Par un jugement n°1604012-1702238-1703704 du 19 mars 2019, le tribunal administratif de Rouen a rejeté la demande de M. B... présentée sous le n°1702238 (article 1er), prononcé un non-lieu à statuer sur les conclusions à fin d'annulation de la requête n°1703704 (article 2), condamné la commune de Rosay à lui verser une somme de 2 420,09 euros en réparation du préjudice subi, assortie des intérêts au taux légal à compter du 24 septembre 2016 (article 3) et a rejeté le surplus de sa requête n°1604012 (article 4).

Procédure devant la cour :

Par une requête et des mémoires, enregistrés les 17 mai 2019, 27 mars, 23 juin et 7 septembre 2020 et un mémoire récapitulatif enregistré le 26 avril 2021, M. B... représenté par Me Rodolphe Piret, demande à la cour :

1°) d'annuler ce jugement ;

2°) d'annuler le permis de construire accordé à la commune de Rosay le 7 juin 2017 pour la création d'une citerne souple, le permis tacite du 28 décembre 2016 et les permis de construire modificatifs des 31 janvier 2020 et 26 février 2021;

3°) d'enjoindre à la commune de Rosay de remplacer la citerne souple par une citerne enterrée ou à défaut, la déplacer au fond de la parcelle AH 147, sous astreinte de 100 euros par jour de retard ;

4°) à titre subsidiaire, de condamner la commune de Rosay à lui verser la somme totale de 50 420,09 euros en réparation de l'ensemble de ses préjudices, avec intérêts au taux légal à compter de son recours du 21 septembre 2016 ;

5°) de prononcer sur le fondement de l'article L. 741-2 du code de justice administrative, la suppression des expressions " curieusement " et " très curieusement " figurant dans les mémoires de la commune de Rosay des 25 mars et 27 mars 2020, et " étonnamment " dans son mémoire du 8 juillet 2020 et de condamner la commune de Rosay à lui verser une somme complémentaire de 3 000 euros en réparation de son préjudice moral ;

6°) de mettre à la charge de la commune de Rosay les entiers dépens et une somme de 15 000 euros au titre de l'article L.761-1 du code de justice administrative.

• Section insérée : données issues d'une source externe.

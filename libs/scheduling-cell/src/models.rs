use serde::{Deserialize, Serialize};
use std::fmt;

use shared_models::ScheduleValidationError;
use shared_store::StoreError;

#[derive(Debug, Clone, thiserror::Error)]
pub enum SchedulingError {
    #[error("invalid working hours: {0}")]
    InvalidWorkingHours(#[from] ScheduleValidationError),

    #[error("invalid duration: {0}")]
    InvalidDuration(String),

    #[error(transparent)]
    Store(#[from] StoreError),
}

/// Answer to "is this exact slot bookable?".
#[derive(Debug, Clone, Serialize, Deserialize)]
pub struct AvailabilityCheck {
    pub available: bool,
    pub reason: Option<String>,
}

impl AvailabilityCheck {
    pub fn available() -> Self {
        Self {
            available: true,
            reason: None,
        }
    }

    pub fn unavailable(reason: impl Into<String>) -> Self {
        Self {
            available: false,
            reason: Some(reason.into()),
        }
    }
}

#[derive(Debug, Clone, Copy, Serialize, Deserialize, PartialEq, Eq)]
#[serde(rename_all = "snake_case")]
pub enum RiskTier {
    Low,
    Medium,
    High,
}

impl fmt::Display for RiskTier {
    fn fmt(&self, f: &mut fmt::Formatter<'_>) -> fmt::Result {
        match self {
            RiskTier::Low => write!(f, "low"),
            RiskTier::Medium => write!(f, "medium"),
            RiskTier::High => write!(f, "high"),
        }
    }
}

/// Advisory no-show assessment. Annotates bookings, never blocks them.
#[derive(Debug, Clone, Copy, Serialize, Deserialize)]
pub struct NoShowRisk {
    pub score: u8,
    pub tier: RiskTier,
}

Par des mémoires en défense, enregistrés le 26 juin 2019, les 25 et 27 mars 2020 et le 8 juillet 2020, et des mémoires récapitulatifs enregistrés les 13 juillet et 30 août 2021, la commune de Rosay représentée par Me Laurent Beuvin, demande à la Cour :

1°) de rejeter la requête de M. B... ;

2°) par la voie de l'appel incident, d'annuler l'article 3 du jugement du 19 mars 2019 en tant qu'il l'a condamnée à verser à M. B... la somme de 2 420,09 euros ;

3°) de mettre à la charge de M. B... une somme de 8 000 euros au titre de l'article L. 761-1 du code de justice administrative.

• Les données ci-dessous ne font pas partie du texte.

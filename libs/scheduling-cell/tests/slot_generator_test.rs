use chrono::{NaiveDate, NaiveTime};
use uuid::Uuid;

use scheduling_cell::models::SchedulingError;
use scheduling_cell::services::SlotGenerator;
use shared_config::SchedulingConfig;
use shared_models::DayHours;

fn t(h: u32, m: u32) -> NaiveTime {
    NaiveTime::from_hms_opt(h, m, 0).unwrap()
}

fn monday() -> NaiveDate {
    NaiveDate::from_ymd_opt(2025, 6, 2).unwrap()
}

fn generator() -> SlotGenerator {
    SlotGenerator::new(&SchedulingConfig::default())
}

#[test]
fn covers_working_window_exactly_at_granularity() {
    let hours = DayHours::open_hours(t(9, 0), t(17, 0)).with_break(t(12, 0), t(13, 0));
    let slots = generator()
        .generate_slots(monday(), &hours, 15, Uuid::new_v4())
        .expect("valid hours");

    // Duration equals the granularity, so the count is exactly
    // (close - open - breaks) / duration: (480 - 60) / 15.
    assert_eq!(slots.len(), 28);
    assert_eq!(slots[0].start_time.time(), t(9, 0));
    assert_eq!(slots.last().unwrap().end_time.time(), t(17, 0));
}

#[test]
fn no_slot_straddles_a_break() {
    let hours = DayHours::open_hours(t(9, 0), t(17, 0)).with_break(t(12, 0), t(13, 0));
    let slots = generator()
        .generate_slots(monday(), &hours, 30, Uuid::new_v4())
        .expect("valid hours");

    for slot in &slots {
        let start = slot.start_time.time();
        let end = slot.end_time.time();
        assert!(
            end <= t(12, 0) || start >= t(13, 0),
            "slot {start}-{end} intersects the lunch break"
        );
    }
    // 9:00..=11:30 starts before lunch, 13:00..=16:30 after.
    assert_eq!(slots.len(), 26);
}

#[test]
fn slots_never_run_past_closing_time() {
    let hours = DayHours::open_hours(t(9, 0), t(10, 0));
    let slots = generator()
        .generate_slots(monday(), &hours, 50, Uuid::new_v4())
        .expect("valid hours");

    assert_eq!(slots.len(), 1);
    assert_eq!(slots[0].start_time.time(), t(9, 0));
}

#[test]
fn closed_day_yields_empty_sequence() {
    let slots = generator()
        .generate_slots(monday(), &DayHours::closed(), 30, Uuid::new_v4())
        .expect("closed day is valid");
    assert!(slots.is_empty());
}

#[test]
fn invalid_hours_are_rejected_with_no_partial_output() {
    let inverted = DayHours::open_hours(t(17, 0), t(9, 0));
    let result = generator().generate_slots(monday(), &inverted, 30, Uuid::new_v4());
    assert!(matches!(
        result,
        Err(SchedulingError::InvalidWorkingHours(_))
    ));

    let bad_break = DayHours::open_hours(t(9, 0), t(17, 0)).with_break(t(8, 0), t(10, 0));
    let result = generator().generate_slots(monday(), &bad_break, 30, Uuid::new_v4());
    assert!(matches!(
        result,
        Err(SchedulingError::InvalidWorkingHours(_))
    ));
}

#[test]
fn same_inputs_same_sequence() {
    let hours = DayHours::open_hours(t(9, 0), t(17, 0)).with_break(t(12, 0), t(13, 0));
    let practitioner_id = Uuid::new_v4();
    let first = generator()
        .generate_slots(monday(), &hours, 30, practitioner_id)
        .expect("valid hours");
    let second = generator()
        .generate_slots(monday(), &hours, 30, practitioner_id)
        .expect("valid hours");
    assert_eq!(first, second);
}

Vu les autres pièces du dossier.

Vu :

- le code général des collectivités territoriales ;

- le code de l'urbanisme ;

- le code de justice administrative.

Les parties ont été régulièrement averties du jour de l'audience.

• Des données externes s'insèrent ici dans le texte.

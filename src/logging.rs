//! Logging setup using `tracing` + `tracing-subscriber`.
//!
//! Level priority: the `--log-level` flag, then the `GITWARDEN_LOG` env var,
//! then `info`. Everything goes to STDERR: stdout carries command output, and
//! in `host` mode it carries the sandbox wire protocol.

use anyhow::Result;
use clap::ValueEnum;
use tracing_subscriber::fmt;

#[derive(Debug, Clone, Copy, PartialEq, Eq, ValueEnum)]
pub enum LogLevel {
    Error,
    Warn,
    Info,
    Debug,
    Trace,
}

/// Initialise the global subscriber. Call once at startup.
pub fn init_logging(cli_level: Option<LogLevel>) -> Result<()> {
    let level = match cli_level {
        Some(lvl) => level_from_log_level(lvl),
        None => std::env::var("GITWARDEN_LOG")
            .ok()
            .and_then(|s| parse_level_str(&s))
            .unwrap_or(tracing::Level::INFO),
    };

    fmt()
        .with_max_level(level)
        .with_target(true)
        .with_writer(std::io::stderr)
        .try_init()
        .map_err(|e| anyhow::anyhow!("failed to install tracing subscriber: {e}"))?;

    Ok(())
}

fn level_from_log_level(lvl: LogLevel) -> tracing::Level {
    match lvl {
        LogLevel::Error => tracing::Level::ERROR,
        LogLevel::Warn => tracing::Level::WARN,
        LogLevel::Info => tracing::Level::INFO,
        LogLevel::Debug => tracing::Level::DEBUG,
        LogLevel::Trace => tracing::Level::TRACE,
    }
}

fn parse_level_str(s: &str) -> Option<tracing::Level> {
    match s.trim().to_lowercase().as_str() {
        "error" => Some(tracing::Level::ERROR),
        "warn" | "warning" => Some(tracing::Level::WARN),
        "info" => Some(tracing::Level::INFO),
        "debug" => Some(tracing::Level::DEBUG),
        "trace" => Some(tracing::Level::TRACE),
        _ => None,
    }
}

Ont été entendus au cours de l'audience publique :

- le rapport de Mme Aurélie Chauvin, présidente-assesseure,

- les conclusions de M. Bertrand Baillard, rapporteur public,

- et les observations de Me Rodolphe Piret, représentant M. B....

Une note en délibéré, présentée pour M. B..., a été enregistrée le 6 janvier 2022.

Considérant ce qui suit :

1. M. E... B... est propriétaire d'une maison d'habitation située 5 chemin des Grands Mesnils, parcelle cadastrée AH01 130, sur le territoire de la commune de Rosay. Le 18 août 2016, la commune de Rosay a procédé à l'installation sur le terrain qui jouxte sa propriété, cadastré AH01 147, d'une réserve d'eau en bâche souple de 120 m3 pour la défense incendie du hameau du Grand Mesnil. Le 21 septembre 2016, M. B... a demandé au maire de Rosay de procéder au déplacement de cet ouvrage ou à son enfouissement et de l'indemniser des préjudices subis. Par une décision du 28 décembre 2016, un permis tacite a été accordé à la commune de Rosay pour l'installation de cette réserve d'eau. Un nouveau permis de construire a été demandé le 8 mars 2017, qui a été délivré par le maire le 7 juin suivant.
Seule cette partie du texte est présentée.